September 22, 2010
Family (Archer).
Naomi Whateley Archer settled down onto the sofa, stroking the cover of the book softly. Sometimes, a body just needed a break from grading all those silly essays, and she needed to remember why she taught literature in the first place.
She’d just settled back and cracked the cover when the door creaked open. “Mom?”
Naomi stifled a sigh and looked up as Roland shuffled in. Quick dark eyes took in the book and the steaming mug of special cocoa sitting by her elbow. “Sorry,” he said, backing out of the room.
“Don’t be ridiculous, Roland. Come here.” Naomi patted the cushion next to her.
Roland’s mouth jerked, but he obeyed, sitting down at the other end of the sofa and leaning forward so his neck didn’t brush the sofa back. Naomi took the opportunity to give him a once-over.
Only twenty-four, and already he’s getting stress lines. She pursed her lips. And he’s too skinny.
Roland was staring at her out of the corner of his eye, in that slantwise Whateley look he’d picked up from his grandpa. One corner of his mouth quirked up. “Done with the examination?” he teased.
“A mother’s work is never done,” Naomi replied, primly folding her hands over her book. “What’s bothering you, Roland?”
He exhaled explosively, and if his voice had been more directed, it would have been a snarl. “Nothing.” He clasped his hands together, and began picking at his gloves.
And Naomi, who was not his mother for nothing, knew exactly what was wrong. She laid her book carefully on the table next to her mug, wrapped one arm around her second child’s thin shoulders, and yanked him over sideways.
Roland yelped and instinctively struggled, but her bare hand on his face stilled him. “Kick your shoes off, Roland,” she said in that no-nonsense tone only mothers use, and he did, dangling his feet off the far end of the sofa.
Naomi aimlessly hummed a half-remembered lullaby and curled up around her boy, her quick dark child, the only one of her three children to inherit her own dark hair and her own slight frame and the Whateley eyes. She gently ran her hand through his hair, and over his cheek, and rubbed the back of his neck until he finally relaxed and fell asleep.

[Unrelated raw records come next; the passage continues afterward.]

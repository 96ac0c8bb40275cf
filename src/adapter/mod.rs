//! 数据库驱动适配器模块
//!
//! 连接池和监控调度器只依赖这里定义的最小能力契约：
//! 建立连接、ping、列出数据库与集合、获取服务器状态、关闭连接

use async_trait::async_trait;
use std::fmt::Debug;
use std::sync::Arc;
use std::time::Duration;

use crate::error::AdminResult;
use crate::types::{ConnectionOptions, ConnectionString, StatsMetrics};

#[cfg(feature = "mongodb-support")]
mod mongodb;

#[cfg(feature = "mongodb-support")]
pub use self::mongodb::{MongoConnection, MongoDriver};

/// 客户端句柄
///
/// 由连接池独占持有；监控调度器在快照时克隆一份引用用于本轮轮询。
/// `close` 之后句柄失效，后续操作必须返回错误而不是阻塞
pub type ClientHandle = Arc<dyn DriverConnection>;

/// 数据库驱动trait，负责创建连接
#[async_trait]
pub trait DatabaseDriver: Send + Sync {
    /// 驱动名称，用于日志
    fn name(&self) -> &'static str;

    /// 建立连接，必须在 `timeout` 内返回
    async fn connect(
        &self,
        uri: &ConnectionString,
        options: &ConnectionOptions,
        timeout: Duration,
    ) -> AdminResult<ClientHandle>;
}

/// 已建立的数据库连接
#[async_trait]
pub trait DriverConnection: Send + Sync + Debug {
    /// 检查服务器是否可达
    async fn ping(&self, timeout: Duration) -> AdminResult<bool>;

    /// 获取服务器统计指标
    async fn fetch_server_stats(&self, timeout: Duration) -> AdminResult<StatsMetrics>;

    /// 列出所有数据库
    async fn list_databases(&self, timeout: Duration) -> AdminResult<Vec<String>>;

    /// 列出指定数据库下的集合
    async fn list_collections(&self, database: &str, timeout: Duration) -> AdminResult<Vec<String>>;

    /// 释放连接，重复调用无副作用
    async fn close(&self);
}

He didn’t snore, either, she thought. Truly a rarity in this house.
Michael poked his head in an hour or so later, back from the town hall. He raised an eyebrow at the sight of his son curled up in his mother’s lap, which turned into a soft grin at Naomi’s arch look.
“You can make yourself useful, man, and refill my mug,” she ordered softly, proffering the object in question. Roland fussed – exactly like he did as a baby, Mike thought, grinning wider – and stilled when Naomi raked her hand through his hair.
He took the mug. “Everything ok?” he whispered.
His wife nodded. “Just tired,” she said, nodding to Roland. And lonely, went unsaid; they had all come to recognize the peculiar neediness Roland had, that he himself had never noticed. “And I didn’t get to my book,” Naomi added, almost plaintively, eyeing the cover as if this was all its fault, for not being conveniently sized to fit in one hand.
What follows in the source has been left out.